Start of Extracted information
//! 查询向量化
//!
//! [`TermVectorizer`] 按词项建立增量词表，输出固定维度的单位向量。
//! 向量化失败时由调用方退回 [`pseudo_embedding`]。

use sha2::{Digest, Sha256};
use std::collections::HashMap;
use thiserror::Error;

/// 向量化错误
#[derive(Error, Debug, Clone, PartialEq, Eq)]
pub enum EmbeddingError {
    #[error("No known terms in text")]
    NoKnownTerms,

    #[error("Invalid embedding dimension: {0}")]
    InvalidDimension(usize),
}

/// 文本向量化接口
///
/// 实现需保持确定性：相同的调用序列产生相同的向量。
pub trait Embedder: Send {
    /// 输出维度
    fn dimension(&self) -> usize;

    /// 返回单位长度向量
    fn embed(&mut self, text: &str) -> Result<Vec<f32>, EmbeddingError>;
}

const STOP_WORDS: &[&str] = &[
    "a", "an", "and", "are", "as", "at", "be", "by", "for", "from", "in", "is", "it", "of", "on",
    "or", "that", "the", "this", "to", "was", "what", "with",
];

/// 词频向量化
///
/// 词表随输入增长，直到填满维度；之后未见过的词被忽略。
#[derive(Debug, Clone)]
pub struct TermVectorizer {
    dimension: usize,
    vocabulary: HashMap<String, usize>,
}

impl TermVectorizer {
    pub fn new(dimension: usize) -> Self {
        Self {
            dimension,
            vocabulary: HashMap::new(),
        }
    }

    pub fn vocabulary_size(&self) -> usize {
        self.vocabulary.len()
    }

    fn index_of(&mut self, term: &str) -> Option<usize> {
        if let Some(&index) = self.vocabulary.get(term) {
            return Some(index);
        }
        if self.vocabulary.len() >= self.dimension {
            return None;
        }
        let index = self.vocabulary.len();
        self.vocabulary.insert(term.to_string(), index);
        Some(index)
    }
}

impl Embedder for TermVectorizer {
    fn dimension(&self) -> usize {
        self.dimension
    }

    fn embed(&mut self, text: &str) -> Result<Vec<f32>, EmbeddingError> {
        if self.dimension == 0 {
            return Err(EmbeddingError::InvalidDimension(0));
        }

        let mut vector = vec![0.0f32; self.dimension];
        let mut matched = false;
        for term in tokenize(text) {
            if let Some(index) = self.index_of(&term) {
                vector[index] += 1.0;
                matched = true;
            }
        }

        if !matched {
            return Err(EmbeddingError::NoKnownTerms);
        }
        normalize(&mut vector);
        Ok(vector)
    }
}

/// 小写、按非字母数字切分并去除停用词
pub fn tokenize(text: &str) -> impl Iterator<Item = String> + '_ {
    text.split(|c: char| !c.is_alphanumeric())
        .filter(|t| !t.is_empty())
        .map(str::to_lowercase)
        .filter(|t| !STOP_WORDS.contains(&t.as_str()))
}

/// 由 SHA-256 派生的固定维度伪向量
pub fn pseudo_embedding(text: &str, dimension: usize) -> Vec<f32> {
    let mut vector = Vec::with_capacity(dimension);
    let mut counter: u32 = 0;
    while vector.len() < dimension {
        let digest = Sha256::new()
            .chain_update(text.as_bytes())
            .chain_update(counter.to_le_bytes())
            .finalize();
        vector.extend(
            digest
                .iter()
                .take(dimension - vector.len())
                .map(|&b| f32::from(b) / 127.5 - 1.0),
        );
        counter += 1;
    }
    normalize(&mut vector);
    vector
}

/// 原地归一化为单位长度，零向量保持不变
pub fn normalize(vector: &mut [f32]) {
    let norm = vector.iter().map(|v| v * v).sum::<f32>().sqrt();
    if norm > f32::EPSILON {
        vector.iter_mut().for_each(|v| *v /= norm);
    }
}

pub fn cosine(a: &[f32], b: &[f32]) -> f32 {
    if a.len() != b.len() {
        return 0.0;
    }
    let dot: f32 = a.iter().zip(b).map(|(x, y)| x * y).sum();
    let norm_a = a.iter().map(|v| v * v).sum::<f32>().sqrt();
    let norm_b = b.iter().map(|v| v * v).sum::<f32>().sqrt();
    if norm_a <= f32::EPSILON || norm_b <= f32::EPSILON {
        return 0.0;
    }
    dot / (norm_a * norm_b)
}

#[cfg(test)]
mod tests {
    use super::*;

    #[test]
    fn test_term_vectors_are_unit_length() {
        let mut vectorizer = TermVectorizer::new(16);
        let v = vectorizer.embed("What is the revenue forecast for Q3?").unwrap();
        assert_eq!(v.len(), 16);
        let norm: f32 = v.iter().map(|x| x * x).sum::<f32>().sqrt();
        assert!((norm - 1.0).abs() < 1e-5);

        let same = vectorizer.embed("revenue FORECAST q3").unwrap();
        assert!((cosine(&v, &same) - 1.0).abs() < 1e-5);
    }

    #[test]
    fn test_no_known_terms() {
        let mut vectorizer = TermVectorizer::new(2);
        assert_eq!(vectorizer.embed("the of and"), Err(EmbeddingError::NoKnownTerms));

        vectorizer.embed("sales margin").unwrap();
        assert_eq!(vectorizer.vocabulary_size(), 2);
        // 词表已满
        assert_eq!(vectorizer.embed("inventory"), Err(EmbeddingError::NoKnownTerms));
    }

    #[test]
    fn test_pseudo_embedding() {
        let a = pseudo_embedding("inventory", 100);
        let b = pseudo_embedding("inventory", 100);
        assert_eq!(a.len(), 100);
        assert_eq!(a, b);
        let norm: f32 = a.iter().map(|x| x * x).sum::<f32>().sqrt();
        assert!((norm - 1.0).abs() < 1e-5);
        assert_ne!(a, pseudo_embedding("payroll", 100));
    }

    #[test]
    fn test_cosine_mismatched_or_zero() {
        assert_eq!(cosine(&[1.0, 0.0], &[1.0]), 0.0);
        assert_eq!(cosine(&[0.0, 0.0], &[1.0, 0.0]), 0.0);
        assert!((cosine(&[1.0, 0.0], &[0.8, 0.6]) - 0.8).abs() < 1e-6);
    }
}
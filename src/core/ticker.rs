//! 调度节拍

use std::time::Duration;
use tokio::time::{interval, Interval, MissedTickBehavior};

/// 驱动批调度循环的定时器，由调用方持有
pub struct BatchTicker {
    interval: Interval,
    period: Duration,
}

impl BatchTicker {
    /// 周期为 0 时按 1ms 处理
    pub fn new(period: Duration) -> Self {
        let period = period.max(Duration::from_millis(1));
        let mut interval = interval(period);
        interval.set_missed_tick_behavior(MissedTickBehavior::Delay);
        Self { interval, period }
    }

    pub fn period(&self) -> Duration {
        self.period
    }

    pub async fn tick(&mut self) {
        self.interval.tick().await;
    }
}
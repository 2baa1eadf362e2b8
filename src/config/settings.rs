use crate::config::defaults::*;
use serde::{Deserialize, Serialize};
use std::collections::HashMap;
use std::path::PathBuf;
use std::time::Duration;

/// 主配置结构
#[derive(Debug, Clone, Default, Deserialize, Serialize)]
#[serde(default)]
pub struct Config {
    pub residency: ResidencyConfig,
    pub cache: CacheConfig,
    pub batching: BatchingConfig,
    pub gateway: GatewayConfig,
    pub logging: LoggingConfig,
    pub privacy: PrivacyConfig,
}

/// 模型目录条目
#[derive(Debug, Clone, PartialEq, Deserialize, Serialize)]
pub struct CatalogEntry {
    pub name: String,
    pub size_gb: f64,
    /// 数值越小越重要
    pub priority: u32,
}

/// 模型驻留配置
#[derive(Debug, Clone, Deserialize, Serialize)]
#[serde(default)]
pub struct ResidencyConfig {
    /// 内存预算覆盖值（GB），None 表示按硬件探测结果计算
    pub memory_budget_gb: Option<f64>,
    pub checkpoint_path: PathBuf,
    pub primary_model: String,
    /// 加载前先调用 pull 确保远端已注册模型
    pub auto_pull: bool,
    pub catalog: Vec<CatalogEntry>,
    /// 任务提示 -> 首选模型
    pub task_models: HashMap<String, String>,
}

/// 语义缓存配置
#[derive(Debug, Clone, Deserialize, Serialize)]
#[serde(default)]
pub struct CacheConfig {
    pub capacity: usize,
    pub similarity_threshold: f32,
    pub embedding_dim: usize,
    /// 语义匹配仅在相同上下文指纹的条目之间进行
    pub require_same_context: bool,
}

/// 自适应批处理配置
#[derive(Debug, Clone, Deserialize, Serialize)]
#[serde(default)]
pub struct BatchingConfig {
    pub max_batch_size: usize,
    pub max_batch_wait_ms: u64,
    pub history_capacity: usize,
    pub refit_interval: usize,
    pub min_samples: usize,
}

/// 推理服务配置
#[derive(Debug, Clone, Deserialize, Serialize)]
#[serde(default)]
pub struct GatewayConfig {
    pub base_url: String,
    pub chat_timeout_secs: u64,
    pub pull_timeout_secs: u64,
    pub list_timeout_secs: u64,
    pub system_prompt: String,
}

/// 日志配置
#[derive(Debug, Clone, Deserialize, Serialize)]
#[serde(default)]
pub struct LoggingConfig {
    pub level: String,
    pub format: String,
    pub output: Vec<String>,
}

/// 查询变换配置
#[derive(Debug, Clone, Deserialize, Serialize)]
#[serde(default)]
pub struct PrivacyConfig {
    /// 在缓存与推理前脱敏查询中的个人信息
    pub redact_queries: bool,
}

impl Default for ResidencyConfig {
    fn default() -> Self {
        Self {
            memory_budget_gb: None,
            checkpoint_path: PathBuf::from(DEFAULT_CHECKPOINT_PATH),
            primary_model: DEFAULT_PRIMARY_MODEL.to_string(),
            auto_pull: false,
            catalog: vec![CatalogEntry {
                name: DEFAULT_PRIMARY_MODEL.to_string(),
                size_gb: DEFAULT_PRIMARY_MODEL_SIZE_GB,
                priority: 1,
            }],
            task_models: HashMap::new(),
        }
    }
}

impl Default for CacheConfig {
    fn default() -> Self {
        Self {
            capacity: DEFAULT_CACHE_CAPACITY,
            similarity_threshold: DEFAULT_SIMILARITY_THRESHOLD,
            embedding_dim: DEFAULT_EMBEDDING_DIM,
            require_same_context: false,
        }
    }
}

impl Default for BatchingConfig {
    fn default() -> Self {
        Self {
            max_batch_size: DEFAULT_MAX_BATCH_SIZE,
            max_batch_wait_ms: DEFAULT_MAX_BATCH_WAIT_MS,
            history_capacity: DEFAULT_HISTORY_CAPACITY,
            refit_interval: DEFAULT_REFIT_INTERVAL,
            min_samples: DEFAULT_MIN_SAMPLES,
        }
    }
}

impl Default for GatewayConfig {
    fn default() -> Self {
        Self {
            base_url: DEFAULT_GATEWAY_URL.to_string(),
            chat_timeout_secs: DEFAULT_CHAT_TIMEOUT_SECS,
            pull_timeout_secs: DEFAULT_PULL_TIMEOUT_SECS,
            list_timeout_secs: DEFAULT_LIST_TIMEOUT_SECS,
            system_prompt: DEFAULT_SYSTEM_PROMPT.to_string(),
        }
    }
}

impl Default for LoggingConfig {
    fn default() -> Self {
        Self {
            level: DEFAULT_LOG_LEVEL.to_string(),
            format: DEFAULT_LOG_FORMAT.to_string(),
            output: vec!["stdout".to_string()],
        }
    }
}

impl Default for PrivacyConfig {
    fn default() -> Self {
        Self {
            redact_queries: true,
        }
    }
}

impl BatchingConfig {
    pub fn max_batch_wait(&self) -> Duration {
        Duration::from_millis(self.max_batch_wait_ms)
    }
}

impl GatewayConfig {
    pub fn chat_timeout(&self) -> Duration {
        Duration::from_secs(self.chat_timeout_secs)
    }
}

impl Config {
    /// 从文件加载配置
    pub fn from_file(path: &str) -> crate::Result<Self> {
        crate::config::loader::load_from_file(path)
    }

    /// 从环境变量加载配置
    pub fn from_env() -> crate::Result<Self> {
        crate::config::loader::load_from_env()
    }

    /// 校验配置取值
    pub fn validate(&self) -> crate::Result<()> {
        use crate::api::error::ConfigError;

        if let Some(budget) = self.residency.memory_budget_gb {
            if budget.is_nan() || budget <= 0.0 {
                return Err(ConfigError::Invalid(format!(
                    "residency.memory_budget_gb must be positive, got {}",
                    budget
                ))
                .into());
            }
        }
        if let Some(entry) = self
            .residency
            .catalog
            .iter()
            .find(|e| e.size_gb.is_nan() || e.size_gb <= 0.0 || e.name.is_empty())
        {
            return Err(ConfigError::Invalid(format!(
                "invalid catalog entry '{}' ({}GB)",
                entry.name, entry.size_gb
            ))
            .into());
        }
        if self.cache.capacity == 0 {
            return Err(ConfigError::Invalid("cache.capacity must be at least 1".into()).into());
        }
        if !(0.0..=1.0).contains(&self.cache.similarity_threshold) {
            return Err(ConfigError::Invalid(format!(
                "cache.similarity_threshold must be within [0, 1], got {}",
                self.cache.similarity_threshold
            ))
            .into());
        }
        if self.cache.embedding_dim == 0 {
            return Err(ConfigError::Invalid("cache.embedding_dim must be at least 1".into()).into());
        }
        if self.batching.max_batch_size == 0 {
            return Err(
                ConfigError::Invalid("batching.max_batch_size must be at least 1".into()).into(),
            );
        }
        if self.batching.history_capacity == 0 || self.batching.refit_interval == 0 {
            return Err(ConfigError::Invalid(
                "batching.history_capacity and batching.refit_interval must be at least 1".into(),
            )
            .into());
        }
        Ok(())
    }
}
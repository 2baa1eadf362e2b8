//! 推理服务网关抽象
//!
//! 定义访问外部推理服务的统一接口。驻留管理器与查询引擎只依赖这个 trait，
//! 具体实现见 [`crate::inference::backends`]。

use crate::api::request::ChatMessage;
use crate::Result;
use async_trait::async_trait;

/// 推理网关 trait
///
/// 所有方法都可能因网络问题失败，调用方自行决定是否重试。
#[async_trait]
pub trait InferenceGateway: Send + Sync {
    /// 网关名称
    fn name(&self) -> &str;

    /// 单次聊天请求
    ///
    /// # 参数
    /// - `model`: 模型名称
    /// - `messages`: 按顺序排列的消息
    ///
    /// # 返回
    /// 模型回复文本
    async fn chat(&self, model: &str, messages: &[ChatMessage]) -> Result<String>;

    /// 确保远端已拉取/注册模型
    ///
    /// 远端拒绝时返回 `Ok(false)`，网络失败返回错误。
    async fn pull(&self, model: &str) -> Result<bool>;

    /// 列出远端已知的模型名称
    async fn list(&self) -> Result<Vec<String>>;

    /// 服务是否可达
    async fn health(&self) -> bool {
        self.list().await.is_ok()
    }
}
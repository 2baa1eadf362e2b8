pub mod defaults;
pub mod loader;
pub mod settings;

pub use settings::{
    BatchingConfig, CacheConfig, CatalogEntry, Config, GatewayConfig, LoggingConfig,
    PrivacyConfig, ResidencyConfig,
};
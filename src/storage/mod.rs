pub mod checkpoint;

pub use checkpoint::{Checkpoint, CheckpointRecord, CheckpointStore};
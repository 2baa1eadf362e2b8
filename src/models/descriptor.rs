//! 模型描述与状态机
//!
//! 每个目录条目对应一个 [`ModelDescriptor`]，状态按
//! `Unloaded → Loading → Loaded → Unloading → Unloaded` 循环。

use crate::api::error::ModelError;
use crate::config::CatalogEntry;
use crate::Result;
use chrono::{DateTime, Utc};
use serde::{Deserialize, Serialize};
use std::time::Duration;

/// 模型驻留状态
#[derive(Debug, Clone, Copy, PartialEq, Eq, Serialize, Deserialize)]
#[serde(rename_all = "lowercase")]
pub enum ModelStatus {
    /// 未加载
    Unloaded,
    /// 加载中
    Loading,
    /// 已加载
    Loaded,
    /// 卸载中
    Unloading,
}

impl ModelStatus {
    /// 是否为过渡状态
    pub fn is_transient(self) -> bool {
        matches!(self, ModelStatus::Loading | ModelStatus::Unloading)
    }
}

/// 模型描述
#[derive(Debug, Clone, PartialEq, Serialize, Deserialize)]
pub struct ModelDescriptor {
    /// 模型名称（唯一）
    pub name: String,
    /// 声明的内存占用（GB）
    pub size_gb: f64,
    pub status: ModelStatus,
    /// 最后使用时间
    pub last_used: Option<DateTime<Utc>>,
    /// 最近一次加载耗时（秒）
    pub load_duration_seconds: f64,
    pub usage_count: u64,
    /// 数值越小越重要
    pub priority: u32,
}

impl ModelDescriptor {
    pub fn new(name: impl Into<String>, size_gb: f64, priority: u32) -> Self {
        Self {
            name: name.into(),
            size_gb,
            status: ModelStatus::Unloaded,
            last_used: None,
            load_duration_seconds: 0.0,
            usage_count: 0,
            priority,
        }
    }

    pub fn is_loaded(&self) -> bool {
        self.status == ModelStatus::Loaded
    }

    /// 记录一次使用
    pub fn touch(&mut self) {
        self.last_used = Some(Utc::now());
        self.usage_count += 1;
    }

    /// 开始加载流程
    pub fn begin_load(&mut self) -> Result<()> {
        if self.status != ModelStatus::Unloaded {
            return Err(ModelError::LoadFailure {
                model: self.name.clone(),
                reason: format!("cannot load from {:?}", self.status),
            }
            .into());
        }
        self.status = ModelStatus::Loading;
        Ok(())
    }

    /// 完成加载流程
    pub fn finish_load(&mut self, elapsed: Duration) {
        self.status = ModelStatus::Loaded;
        self.load_duration_seconds = elapsed.as_secs_f64();
        self.touch();
    }

    /// 加载失败，回到未加载状态
    pub fn abort_load(&mut self) {
        self.status = ModelStatus::Unloaded;
    }

    /// 开始卸载流程
    pub fn begin_unload(&mut self) -> Result<()> {
        if self.status != ModelStatus::Loaded {
            return Err(ModelError::NotLoaded(self.name.clone()).into());
        }
        self.status = ModelStatus::Unloading;
        Ok(())
    }

    /// 完成卸载流程
    pub fn finish_unload(&mut self) {
        self.status = ModelStatus::Unloaded;
    }
}

impl From<&CatalogEntry> for ModelDescriptor {
    fn from(entry: &CatalogEntry) -> Self {
        Self::new(entry.name.clone(), entry.size_gb, entry.priority)
    }
}

#[cfg(test)]
mod tests {
    use super::*;

    #[test]
    fn test_state_transitions() {
        let mut model = ModelDescriptor::new("tinyllama", 0.6, 1);
        assert_eq!(model.status, ModelStatus::Unloaded);

        model.begin_load().unwrap();
        assert_eq!(model.status, ModelStatus::Loading);
        assert!(model.begin_load().is_err());

        model.finish_load(Duration::from_millis(1500));
        assert!(model.is_loaded());
        assert_eq!(model.usage_count, 1);
        assert!(model.last_used.is_some());
        assert!((model.load_duration_seconds - 1.5).abs() < 1e-9);

        model.begin_unload().unwrap();
        assert_eq!(model.status, ModelStatus::Unloading);
        model.finish_unload();
        assert_eq!(model.status, ModelStatus::Unloaded);
        assert!(model.begin_unload().is_err());
    }

    #[test]
    fn test_abort_load() {
        let mut model = ModelDescriptor::new("phi3", 2.3, 2);
        model.begin_load().unwrap();
        model.abort_load();
        assert_eq!(model.status, ModelStatus::Unloaded);
        assert_eq!(model.usage_count, 0);
    }
}
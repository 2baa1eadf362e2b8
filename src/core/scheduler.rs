//! 自适应批调度
//!
//! 请求进入单一 FIFO 队列，批大小由在线拟合的成本模型决定：
//! 对每个候选大小预测单条耗时，选择使整批耗时最小的大小。
//! 样本不足或模型不可用时退回 `min(队列长度, 最大批大小)`。

use crate::config::BatchingConfig;
use crate::core::regression::{RidgeModel, FEATURES};
use crate::inference::{LoadMonitor, LoadSample};
use parking_lot::Mutex;
use serde::Serialize;
use std::collections::VecDeque;
use std::sync::atomic::{AtomicU64, Ordering};
use std::sync::Arc;
use std::time::{Duration, Instant};
use tokio::sync::Notify;

const RIDGE_ALPHA: f64 = 1.0;

/// 估算输入长度时参考的队首请求数
const INPUT_LENGTH_WINDOW: usize = 5;

/// 可排队的负载
pub trait BatchItem {
    /// 输入长度（字符数）
    fn input_len(&self) -> usize;
}

impl BatchItem for String {
    fn input_len(&self) -> usize {
        self.chars().count()
    }
}

/// 排队中的请求
#[derive(Debug)]
pub struct PendingRequest<T> {
    pub id: u64,
    pub payload: T,
    pub enqueue_time: Instant,
}

/// 一次批处理的性能记录
#[derive(Debug, Clone, PartialEq, Serialize)]
pub struct BatchPerformanceSample {
    pub batch_size: usize,
    pub avg_input_length: f64,
    pub system_load_at_capture: f64,
    pub memory_at_capture: f64,
    /// 整批耗时（秒）
    pub measured_processing_time: f64,
}

impl BatchPerformanceSample {
    fn features(&self) -> [f64; FEATURES] {
        [
            self.batch_size as f64,
            self.avg_input_length,
            self.system_load_at_capture,
            self.memory_at_capture,
        ]
    }

    fn per_item_time(&self) -> f64 {
        self.measured_processing_time / self.batch_size.max(1) as f64
    }
}

#[derive(Debug, Default)]
struct History {
    samples: VecDeque<BatchPerformanceSample>,
    recorded: u64,
    model: Option<RidgeModel>,
}

/// 自适应批调度器
pub struct AdaptiveBatchScheduler<T> {
    queue: Mutex<VecDeque<PendingRequest<T>>>,
    history: Mutex<History>,
    next_id: AtomicU64,
    monitor: Arc<dyn LoadMonitor>,
    config: BatchingConfig,
    batch_ready: Notify,
}

impl<T: BatchItem> AdaptiveBatchScheduler<T> {
    pub fn new(config: BatchingConfig, monitor: Arc<dyn LoadMonitor>) -> Self {
        Self {
            queue: Mutex::new(VecDeque::new()),
            history: Mutex::new(History::default()),
            next_id: AtomicU64::new(0),
            monitor,
            config,
            batch_ready: Notify::new(),
        }
    }

    pub fn max_batch_size(&self) -> usize {
        self.config.max_batch_size
    }

    /// 入队，返回单调递增的序号
    pub fn enqueue(&self, payload: T) -> u64 {
        let id = self.next_id.fetch_add(1, Ordering::Relaxed);
        let len = {
            let mut queue = self.queue.lock();
            queue.push_back(PendingRequest {
                id,
                payload,
                enqueue_time: Instant::now(),
            });
            queue.len()
        };

        if len >= self.config.max_batch_size {
            self.batch_ready.notify_waiters();
        }
        id
    }

    /// 取出一批请求
    ///
    /// 队列为空时返回空批；否则至少返回一个请求。
    pub fn drain_batch(&self) -> Vec<PendingRequest<T>> {
        let model = self.history.lock().fitted_model(self.config.min_samples);
        let load = model.as_ref().map(|_| self.monitor.sample());

        let mut queue = self.queue.lock();
        if queue.is_empty() {
            return Vec::new();
        }

        let upper = queue.len().min(self.config.max_batch_size).max(1);
        let size = match (model, load) {
            (Some(model), Some(load)) => {
                let avg_input = average_input_length(&queue);
                optimal_size(&model, upper, avg_input, load).unwrap_or_else(|| {
                    tracing::warn!("Batch size prediction unusable, using fallback size {}", upper);
                    upper
                })
            }
            _ => upper,
        };

        tracing::debug!("Draining batch of {} from queue of {}", size, queue.len());
        queue.drain(..size).collect()
    }

    /// 记录一次批处理性能，每 `refit_interval` 个样本重新拟合
    pub fn record_sample(&self, batch_size: usize, processing_time: Duration, avg_input_length: f64) {
        let load = self.monitor.sample();
        let sample = BatchPerformanceSample {
            batch_size,
            avg_input_length,
            system_load_at_capture: load.cpu_percent,
            memory_at_capture: load.memory_percent,
            measured_processing_time: processing_time.as_secs_f64(),
        };

        let mut history = self.history.lock();
        if history.samples.len() >= self.config.history_capacity.max(1) {
            history.samples.pop_front();
        }
        history.samples.push_back(sample);
        history.recorded += 1;

        let interval = self.config.refit_interval.max(1) as u64;
        if history.recorded % interval == 0 && history.samples.len() >= self.config.min_samples {
            history.refit();
        }
    }

    /// 等待队列达到最大批大小或等待窗口结束
    pub async fn wait_for_batch(&self) {
        let notified = self.batch_ready.notified();
        tokio::pin!(notified);
        notified.as_mut().enable();

        if self.len() >= self.config.max_batch_size {
            return;
        }
        let _ = tokio::time::timeout(self.config.max_batch_wait(), notified).await;
    }

    pub fn len(&self) -> usize {
        self.queue.lock().len()
    }

    pub fn is_empty(&self) -> bool {
        self.queue.lock().is_empty()
    }

    pub fn sample_count(&self) -> usize {
        self.history.lock().samples.len()
    }

    pub fn has_model(&self) -> bool {
        self.history.lock().model.is_some()
    }

    pub fn samples(&self) -> Vec<BatchPerformanceSample> {
        self.history.lock().samples.iter().cloned().collect()
    }
}

impl History {
    fn fitted_model(&self, min_samples: usize) -> Option<RidgeModel> {
        if self.samples.len() < min_samples {
            return None;
        }
        self.model.clone()
    }

    fn refit(&mut self) {
        let training: Vec<_> = self
            .samples
            .iter()
            .map(|s| (s.features(), s.per_item_time()))
            .collect();

        match RidgeModel::fit(&training, RIDGE_ALPHA) {
            Some(model) => {
                tracing::info!("Updated adaptive batching performance model");
                self.model = Some(model);
            }
            None => {
                tracing::warn!("Batch model refit failed, keeping previous model");
            }
        }
    }
}

fn average_input_length<T: BatchItem>(queue: &VecDeque<PendingRequest<T>>) -> f64 {
    let window: Vec<usize> = queue
        .iter()
        .take(INPUT_LENGTH_WINDOW)
        .map(|r| r.payload.input_len())
        .collect();
    if window.is_empty() {
        return 0.0;
    }
    window.iter().sum::<usize>() as f64 / window.len() as f64
}

/// 在 `1..=upper` 中选择预测整批耗时最小的大小
fn optimal_size(model: &RidgeModel, upper: usize, avg_input: f64, load: LoadSample) -> Option<usize> {
    (1..=upper)
        .filter_map(|size| {
            let per_item = model.predict(&[
                size as f64,
                avg_input,
                load.cpu_percent,
                load.memory_percent,
            ]);
            let total = per_item * size as f64;
            total.is_finite().then_some((size, total))
        })
        .min_by(|a, b| a.1.total_cmp(&b.1))
        .map(|(size, _)| size)
}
End of Extracted information
**Activity**. Across all the material above, work out how many lines hold the word "BatchItem", and answer with that number only.

**Reply**. 4